**Exercise details:** Produce the records again in full, exactly as shown below.

>>>

//! Text summary builder for CLI output.

use crate::model::SessionReport;
use crate::results::{Pager, ResultsView};

/// Pre-formatted lines for text output.
pub(crate) struct TextSummary {
    pub lines: Vec<String>,
}

fn opt<T: std::fmt::Display>(v: Option<T>) -> String {
    v.map(|v| v.to_string()).unwrap_or_else(|| "-".into())
}

fn opt_f(v: Option<f64>, decimals: usize) -> String {
    v.map(|v| format!("{v:.decimals$}"))
        .unwrap_or_else(|| "-".into())
}

/// Build a text summary of a finished session. `max_rows` caps the result
/// table; the remainder is reported as a count.
pub(crate) fn build_text_summary(report: &SessionReport, max_rows: usize) -> TextSummary {
    let mut lines = Vec::new();

    lines.push(format!("Project: {} ({})", report.project_name, report.project_path));
    lines.push(format!(
        "Clustering: {}   Solver: {}",
        report
            .clustering_method
            .map(|m| m.display_name())
            .unwrap_or("unknown"),
        report
            .solver_type
            .map(|s| s.display_name())
            .unwrap_or("unknown"),
    ));

    if let Some(m) = report.metrics.as_ref() {
        lines.push(format!(
            "Products: {}   Prices per product: min {} avg {:.2} max {}",
            m.num_products, m.min_prices, m.avg_prices, m.max_prices
        ));
        lines.push(format!(
            "Elasticities: {}   min {} avg {} max {}",
            m.num_elasticities,
            opt_f(m.min_elasticity, 2),
            opt_f(m.avg_elasticity, 2),
            opt_f(m.max_elasticity, 2),
        ));
        if let Some(margin) = m.avg_margin_of_sales {
            lines.push(format!("Avg margin of sales (input): {margin:.2}"));
        }
    }

    lines.push(format!("Clusters: {}", opt(report.cluster_count)));
    lines.push(format!("Solutions file: {}", report.results_file));
    lines.push(format!(
        "Margin of sales: {}   Expected margin: {}",
        opt_f(report.margin_of_sales, 2),
        opt_f(report.expected_margin, 2)
    ));

    lines.push(String::new());
    let view = ResultsView::new(report.rows.clone(), max_rows.max(1));
    let shown = view.visible();
    lines.push(format!("{:>10}  {:<24}  {:>7}", "Product", "Price", "Cluster"));
    for row in &shown {
        lines.push(format!("{:>10}  {:<24}  {:>7}", row.product, row.price, row.cluster));
    }
    let pager: &Pager = view.pager();
    if pager.total() > shown.len() {
        lines.push(format!(
            "… {} more rows ({} pages of {})",
            pager.total() - shown.len(),
            pager.page_count(),
            pager.page_size()
        ));
    }

    TextSummary { lines }
}

#[cfg(test)]
mod tests {
    use super::*;
    use crate::model::{ClusteringMethod, Metrics, ResultRow, SolverType};

    fn report(rows: usize) -> SessionReport {
        SessionReport {
            generated_utc: "2024-05-01T10:00:00Z".into(),
            project_name: "demo".into(),
            clustering_method: Some(ClusteringMethod::KernighanLin),
            solver_type: Some(SolverType::Exact),
            project_path: "/qap/demo".into(),
            results_file: "/qap/demo/solutions.csv".into(),
            metrics: Some(Metrics {
                num_products: 42,
                ..Default::default()
            }),
            cluster_count: Some(3),
            rows: (0..rows)
                .map(|i| ResultRow {
                    product: i.to_string(),
                    price: "10".into(),
                    cluster: "1".into(),
                })
                .collect(),
            margin_of_sales: Some(1534.256),
            expected_margin: None,
        }
    }

    #[test]
    fn summary_names_methods_and_totals() {
        let s = build_text_summary(&report(2), 10);
        let text = s.lines.join("\n");
        assert!(text.contains("Clustering: Kernighan-Lin   Solver: Simulator"));
        assert!(text.contains("Products: 42"));
        assert!(text.contains("Margin of sales: 1534.26   Expected margin: -"));
        assert!(!text.contains("more rows"));
    }

    #[test]
    fn long_tables_are_truncated() {
        let s = build_text_summary(&report(25), 10);
        assert!(s.lines.iter().any(|l| l.contains("15 more rows (3 pages of 10)")));
    }
}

<<<

**Output below:**
//! Text summary builder for CLI output.

use crate::model::SessionReport;
use crate::results::{Pager, ResultsView};

/// Pre-formatted lines for text output.
pub(crate) struct TextSummary {
    pub lines: Vec<String>,
}

fn opt<T: std::fmt::Display>(v: Option<T>) -> String {
    v.map(|v| v.to_string()).unwrap_or_else(|| "-".into())
}

fn opt_f(v: Option<f64>, decimals: usize) -> String {
    v.map(|v| format!("{v:.decimals$}"))
        .unwrap_or_else(|| "-".into())
}

/// Build a text summary of a finished session. `max_rows` caps the result
/// table; the remainder is reported as a count.
pub(crate) fn build_text_summary(report: &SessionReport, max_rows: usize) -> TextSummary {
    let mut lines = Vec::new();

    lines.push(format!("Project: {} ({})", report.project_name, report.project_path));
    lines.push(format!(
        "Clustering: {}   Solver: {}",
        report
            .clustering_method
            .map(|m| m.display_name())
            .unwrap_or("unknown"),
        report
            .solver_type
            .map(|s| s.display_name())
            .unwrap_or("unknown"),
    ));

    if let Some(m) = report.metrics.as_ref() {
        lines.push(format!(
            "Products: {}   Prices per product: min {} avg {:.2} max {}",
            m.num_products, m.min_prices, m.avg_prices, m.max_prices
        ));
        lines.push(format!(
            "Elasticities: {}   min {} avg {} max {}",
            m.num_elasticities,
            opt_f(m.min_elasticity, 2),
            opt_f(m.avg_elasticity, 2),
            opt_f(m.max_elasticity, 2),
        ));
        if let Some(margin) = m.avg_margin_of_sales {
            lines.push(format!("Avg margin of sales (input): {margin:.2}"));
        }
    }

    lines.push(format!("Clusters: {}", opt(report.cluster_count)));
    lines.push(format!("Solutions file: {}", report.results_file));
    lines.push(format!(
        "Margin of sales: {}   Expected margin: {}",
        opt_f(report.margin_of_sales, 2),
        opt_f(report.expected_margin, 2)
    ));

    lines.push(String::new());
    let view = ResultsView::new(report.rows.clone(), max_rows.max(1));
    let shown = view.visible();
    lines.push(format!("{:>10}  {:<24}  {:>7}", "Product", "Price", "Cluster"));
    for row in &shown {
        lines.push(format!("{:>10}  {:<24}  {:>7}", row.product, row.price, row.cluster));
    }
    let pager: &Pager = view.pager();
    if pager.total() > shown.len() {
        lines.push(format!(
            "… {} more rows ({} pages of {})",
            pager.total() - shown.len(),
            pager.page_count(),
            pager.page_size()
        ));
    }

    TextSummary { lines }
}

#[cfg(test)]
mod tests {
    use super::*;
    use crate::model::{ClusteringMethod, Metrics, ResultRow, SolverType};

    fn report(rows: usize) -> SessionReport {
        SessionReport {
            generated_utc: "2024-05-01T10:00:00Z".into(),
            project_name: "demo".into(),
            clustering_method: Some(ClusteringMethod::KernighanLin),
            solver_type: Some(SolverType::Exact),
            project_path: "/qap/demo".into(),
            results_file: "/qap/demo/solutions.csv".into(),
            metrics: Some(Metrics {
                num_products: 42,
                ..Default::default()
            }),
            cluster_count: Some(3),
            rows: (0..rows)
                .map(|i| ResultRow {
                    product: i.to_string(),
                    price: "10".into(),
                    cluster: "1".into(),
                })
                .collect(),
            margin_of_sales: Some(1534.256),
            expected_margin: None,
        }
    }

    #[test]
    fn summary_names_methods_and_totals() {
        let s = build_text_summary(&report(2), 10);
        let text = s.lines.join("\n");
        assert!(text.contains("Clustering: Kernighan-Lin   Solver: Simulator"));
        assert!(text.contains("Products: 42"));
        assert!(text.contains("Margin of sales: 1534.26   Expected margin: -"));
        assert!(!text.contains("more rows"));
    }

    #[test]
    fn long_tables_are_truncated() {
        let s = build_text_summary(&report(25), 10);
        assert!(s.lines.iter().any(|l| l.contains("15 more rows (3 pages of 10)")));
    }
}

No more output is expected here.